Der Umstand, dass die Klägerin, die auf der Grundlage der einstweiligen Anordnung des SG München vom 28. April 2000 seit nunmehr fünfeinhalb Jahren in B. wie eine zugelassene Psychologische Psychotherapeutin tätig ist, ihre Praxis dort künftig nicht weiter betreiben kann, weil ihr nunmehr rechtskräftig die Zulassung versagt ist, verleiht den maßgeblichen Rechtsfragen ebenfalls keine grundsätzliche Bedeutung. Der Senat hat in seinem - einen ebenfalls durch einstweilige Anordnung vorläufig bis zum rechtskräftigen Abschluss des gerichtlichen Verfahrens zugelassenen Psychotherapeuten betreffenden - Urteil vom 11. September 2002 - B 6 KA 41/01 R - (MedR 2003, 359) bereits entschieden, dass die Inanspruchnahme einer nur einstweilen, dh unter dem Vorbehalt der Überprüfung im Hauptsacheverfahren sowie nach einer lediglich summarischen tatsächlichen und rechtlichen richterlichen Prüfung erteilten Berechtigung ein Handeln auf eigene Gefahr darstellt. Es birgt regelmäßig das von dem Betroffenen selbst zu tragende Risiko, dass später im Hauptsacheverfahren unter Anwendung der dafür geltenden prozessualen und materiellen Prüfungsmaßstäbe auch ein anderes Ergebnis als im Verfahren des einstweiligen Rechtsschutzes zu Stande kommen kann. Das BVerfG hat die Verfassungsbeschwerde des betroffenen Psychotherapeuten im Verfahren B 6 KA 41/01 R nicht zur Entscheidung angenommen (Beschluss vom 6. Dezember 2002 - 1 BvR 2021/02 -). Die Entscheidung des SG München über die vorläufige, bis zum rechtskräftigen Abschluss des Verfahrens in der Hauptsache befristete Zulassung der Klägerin datiert vom 28. April 2000. Etwas mehr als sechs Monate später sind die Urteile des Senats vom 8. November 2000 ergangen. Nach den dort entwickelten Maßstäben konnte die Klägerin nicht mehr erwarten, in der Hauptsache zu obsiegen, und das musste ihr, die in allen Stadien des Rechtsstreits anwaltlich vertreten war, klar gewesen sein. Wenn sie gleichwohl die Praxis an dem bisherigen Standort in B., an dem sie wegen der bestehenden Überversorgung von vornherein keine Chance auf eine bedarfsabhängige Zulassung hatte, weitergeführt hat, hat sie dies auf eigenes Risiko getan.

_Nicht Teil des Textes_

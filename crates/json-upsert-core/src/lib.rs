//! # json-upsert-core
//!
//! Turns an array of JSON records into idempotent PostgreSQL UPSERT
//! statements (`INSERT ... ON CONFLICT (...) DO UPDATE SET ...`).
//!
//! This crate provides:
//! - [`SqlValue`] rendering of JSON scalars as inline SQL literals
//! - Column and conflict-key resolution for a batch of records
//! - A typestate [`UpsertBuilder`] for single statements
//!
//! ## Example
//!
//! ```rust
//! use json_upsert_core::{generate_upserts, parse_records};
//!
//! let records = parse_records(r#"[{"id": 1, "name": "O'Brien"}]"#).unwrap();
//! let statements = generate_upserts(&records, "users", "id", None).unwrap();
//!
//! assert_eq!(
//!     statements[0],
//!     "INSERT INTO users (id, name) VALUES (1, 'O''Brien') \
//!      ON CONFLICT (id) DO UPDATE SET name = EXCLUDED.name;"
//! );
//! ```
//!
//! ## Caveats
//!
//! Table and column names are trusted and emitted verbatim. Nested JSON
//! arrays and objects are written as raw JSON text, unquoted; see
//! [`SqlValue::Other`].

pub mod columns;
pub mod error;
pub mod generator;
pub mod record;
pub mod upsert;
pub mod value;

pub use columns::{ColumnSet, ConflictKeys, Resolved};
pub use error::{Result, UpsertError};
pub use generator::generate_upserts;
pub use record::{parse_records, Record};
pub use upsert::UpsertBuilder;
pub use value::{SqlValue, ToSqlValue};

Zur Vermeidung von Härten sowohl für die Klägerin wie für die von ihr behandelten Patienten stellt der Senat im Anschluss an sein oben erwähntes Urteil vom 11 September 2002 klar, dass die Klägerin ihre Praxis in B. noch übergangsweise bis zum 30. Juni 2006 sowie beschränkt auf bereits begonnene Psychotherapien fortführen und ihre Leistungen gegenüber der zu 1. beigeladenen Kassenärztlichen Vereinigung abrechnen darf.
Die Kostenentscheidung ergeht in entsprechender Anwendung des § 193 Abs 1 und 4 SGG in der bis zum 1. Januar 2002 geltenden und hier noch anzuwendenden Fassung (vgl BSG SozR 3-2500 § 116 Nr 24 S 115 ff).